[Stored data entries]

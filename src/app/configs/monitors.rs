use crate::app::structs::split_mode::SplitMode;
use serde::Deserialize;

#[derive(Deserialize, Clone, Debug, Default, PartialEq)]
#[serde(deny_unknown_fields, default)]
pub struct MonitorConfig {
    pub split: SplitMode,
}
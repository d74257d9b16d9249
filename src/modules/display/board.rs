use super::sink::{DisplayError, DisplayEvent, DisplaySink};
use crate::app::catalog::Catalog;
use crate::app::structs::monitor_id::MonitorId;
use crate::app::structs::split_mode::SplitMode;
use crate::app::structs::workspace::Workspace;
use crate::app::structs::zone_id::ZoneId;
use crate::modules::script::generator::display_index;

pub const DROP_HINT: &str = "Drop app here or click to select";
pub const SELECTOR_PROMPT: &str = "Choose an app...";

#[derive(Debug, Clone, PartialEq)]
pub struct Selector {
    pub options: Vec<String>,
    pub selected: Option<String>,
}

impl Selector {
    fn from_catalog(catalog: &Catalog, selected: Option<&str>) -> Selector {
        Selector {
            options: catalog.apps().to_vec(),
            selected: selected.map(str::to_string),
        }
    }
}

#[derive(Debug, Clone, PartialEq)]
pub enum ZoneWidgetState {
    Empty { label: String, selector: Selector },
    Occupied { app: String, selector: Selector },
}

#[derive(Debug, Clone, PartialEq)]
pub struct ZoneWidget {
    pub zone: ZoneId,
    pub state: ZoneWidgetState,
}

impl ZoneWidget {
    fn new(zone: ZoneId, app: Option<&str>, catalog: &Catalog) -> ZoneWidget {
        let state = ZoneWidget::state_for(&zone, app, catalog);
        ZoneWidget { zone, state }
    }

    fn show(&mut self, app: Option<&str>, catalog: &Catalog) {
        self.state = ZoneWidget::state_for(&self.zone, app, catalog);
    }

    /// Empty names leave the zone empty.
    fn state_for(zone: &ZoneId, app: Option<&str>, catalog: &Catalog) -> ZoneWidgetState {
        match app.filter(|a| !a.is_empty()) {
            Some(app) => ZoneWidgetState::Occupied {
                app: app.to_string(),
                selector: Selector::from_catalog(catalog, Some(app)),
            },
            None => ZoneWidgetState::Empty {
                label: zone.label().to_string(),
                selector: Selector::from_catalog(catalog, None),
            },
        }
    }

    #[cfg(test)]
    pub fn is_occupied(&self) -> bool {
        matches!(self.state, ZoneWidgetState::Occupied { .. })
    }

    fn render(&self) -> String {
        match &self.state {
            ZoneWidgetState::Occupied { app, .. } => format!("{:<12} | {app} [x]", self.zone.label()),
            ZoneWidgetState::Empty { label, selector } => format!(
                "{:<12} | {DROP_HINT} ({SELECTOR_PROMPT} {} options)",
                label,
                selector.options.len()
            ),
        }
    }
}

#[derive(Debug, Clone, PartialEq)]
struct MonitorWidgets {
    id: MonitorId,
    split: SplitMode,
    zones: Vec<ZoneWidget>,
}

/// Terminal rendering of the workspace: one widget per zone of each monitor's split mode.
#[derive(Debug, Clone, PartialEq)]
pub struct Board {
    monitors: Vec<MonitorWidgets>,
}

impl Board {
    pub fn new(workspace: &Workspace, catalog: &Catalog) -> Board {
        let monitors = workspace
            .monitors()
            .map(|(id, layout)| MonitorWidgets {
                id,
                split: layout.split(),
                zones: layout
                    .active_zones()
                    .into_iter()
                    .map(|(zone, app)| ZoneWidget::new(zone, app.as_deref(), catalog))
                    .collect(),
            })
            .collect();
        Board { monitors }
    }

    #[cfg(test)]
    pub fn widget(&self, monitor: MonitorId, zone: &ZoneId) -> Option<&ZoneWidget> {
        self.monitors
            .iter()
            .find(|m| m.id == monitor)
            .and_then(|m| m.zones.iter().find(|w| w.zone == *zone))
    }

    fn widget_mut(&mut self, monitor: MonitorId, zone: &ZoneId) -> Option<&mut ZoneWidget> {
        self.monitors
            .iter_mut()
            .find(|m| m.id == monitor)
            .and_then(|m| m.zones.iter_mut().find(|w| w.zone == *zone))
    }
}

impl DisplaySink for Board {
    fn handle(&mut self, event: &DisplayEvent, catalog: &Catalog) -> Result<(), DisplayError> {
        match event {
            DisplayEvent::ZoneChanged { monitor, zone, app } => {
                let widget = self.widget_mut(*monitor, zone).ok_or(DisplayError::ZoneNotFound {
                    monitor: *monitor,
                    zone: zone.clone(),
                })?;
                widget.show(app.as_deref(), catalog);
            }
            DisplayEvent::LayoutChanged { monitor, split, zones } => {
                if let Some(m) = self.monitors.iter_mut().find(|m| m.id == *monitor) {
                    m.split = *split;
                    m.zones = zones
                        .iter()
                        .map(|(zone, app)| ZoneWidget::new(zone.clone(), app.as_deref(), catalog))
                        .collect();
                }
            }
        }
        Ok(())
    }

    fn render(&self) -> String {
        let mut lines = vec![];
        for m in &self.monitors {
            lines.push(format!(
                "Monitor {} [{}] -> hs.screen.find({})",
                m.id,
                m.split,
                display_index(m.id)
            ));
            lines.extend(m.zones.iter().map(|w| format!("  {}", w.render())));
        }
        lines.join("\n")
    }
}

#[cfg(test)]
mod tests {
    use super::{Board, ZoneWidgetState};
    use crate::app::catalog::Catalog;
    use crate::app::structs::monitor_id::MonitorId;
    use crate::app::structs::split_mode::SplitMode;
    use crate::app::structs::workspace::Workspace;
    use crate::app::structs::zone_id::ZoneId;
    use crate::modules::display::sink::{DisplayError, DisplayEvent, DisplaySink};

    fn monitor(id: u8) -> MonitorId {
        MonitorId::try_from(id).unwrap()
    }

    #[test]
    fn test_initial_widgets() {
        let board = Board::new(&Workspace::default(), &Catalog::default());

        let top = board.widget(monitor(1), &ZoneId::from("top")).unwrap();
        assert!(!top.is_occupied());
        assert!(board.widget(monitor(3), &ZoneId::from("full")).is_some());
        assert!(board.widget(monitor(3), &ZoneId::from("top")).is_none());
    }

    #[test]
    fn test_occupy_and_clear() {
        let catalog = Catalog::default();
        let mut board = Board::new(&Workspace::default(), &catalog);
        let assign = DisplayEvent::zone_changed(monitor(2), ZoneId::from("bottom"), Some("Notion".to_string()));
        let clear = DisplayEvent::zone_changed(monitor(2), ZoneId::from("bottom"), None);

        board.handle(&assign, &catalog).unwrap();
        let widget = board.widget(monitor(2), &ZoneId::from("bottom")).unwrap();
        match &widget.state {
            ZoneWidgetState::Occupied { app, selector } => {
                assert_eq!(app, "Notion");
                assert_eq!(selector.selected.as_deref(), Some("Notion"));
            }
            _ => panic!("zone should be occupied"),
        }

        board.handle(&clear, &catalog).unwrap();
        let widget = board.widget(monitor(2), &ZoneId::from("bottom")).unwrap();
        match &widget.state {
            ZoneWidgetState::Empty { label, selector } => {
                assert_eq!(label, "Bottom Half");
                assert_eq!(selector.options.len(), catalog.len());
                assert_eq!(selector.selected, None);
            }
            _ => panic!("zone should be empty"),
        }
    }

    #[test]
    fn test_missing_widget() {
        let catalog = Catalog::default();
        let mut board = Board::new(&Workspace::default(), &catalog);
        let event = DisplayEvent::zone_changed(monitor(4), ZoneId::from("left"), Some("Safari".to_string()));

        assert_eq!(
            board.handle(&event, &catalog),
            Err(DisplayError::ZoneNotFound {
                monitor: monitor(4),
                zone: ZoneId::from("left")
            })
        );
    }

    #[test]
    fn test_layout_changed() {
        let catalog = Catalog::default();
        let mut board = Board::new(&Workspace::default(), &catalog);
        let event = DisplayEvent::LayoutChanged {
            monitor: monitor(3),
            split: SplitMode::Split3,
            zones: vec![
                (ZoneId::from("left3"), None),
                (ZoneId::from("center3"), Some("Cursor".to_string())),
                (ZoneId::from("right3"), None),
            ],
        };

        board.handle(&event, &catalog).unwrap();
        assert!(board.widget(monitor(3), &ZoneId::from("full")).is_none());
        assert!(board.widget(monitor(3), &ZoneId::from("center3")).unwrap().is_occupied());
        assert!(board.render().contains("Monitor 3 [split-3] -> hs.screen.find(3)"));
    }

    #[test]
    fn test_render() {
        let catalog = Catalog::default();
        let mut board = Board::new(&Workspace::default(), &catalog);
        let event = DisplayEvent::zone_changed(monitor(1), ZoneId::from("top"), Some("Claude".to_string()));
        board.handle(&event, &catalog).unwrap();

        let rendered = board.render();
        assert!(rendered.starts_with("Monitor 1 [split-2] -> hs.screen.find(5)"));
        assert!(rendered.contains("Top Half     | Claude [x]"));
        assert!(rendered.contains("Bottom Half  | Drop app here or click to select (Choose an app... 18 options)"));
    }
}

## Task
Lines from the entries that contain the word "LayoutChanged" are what the answer must hold.

## Exercise answer
            DisplayEvent::LayoutChanged { monitor, split, zones } => {
        let event = DisplayEvent::LayoutChanged {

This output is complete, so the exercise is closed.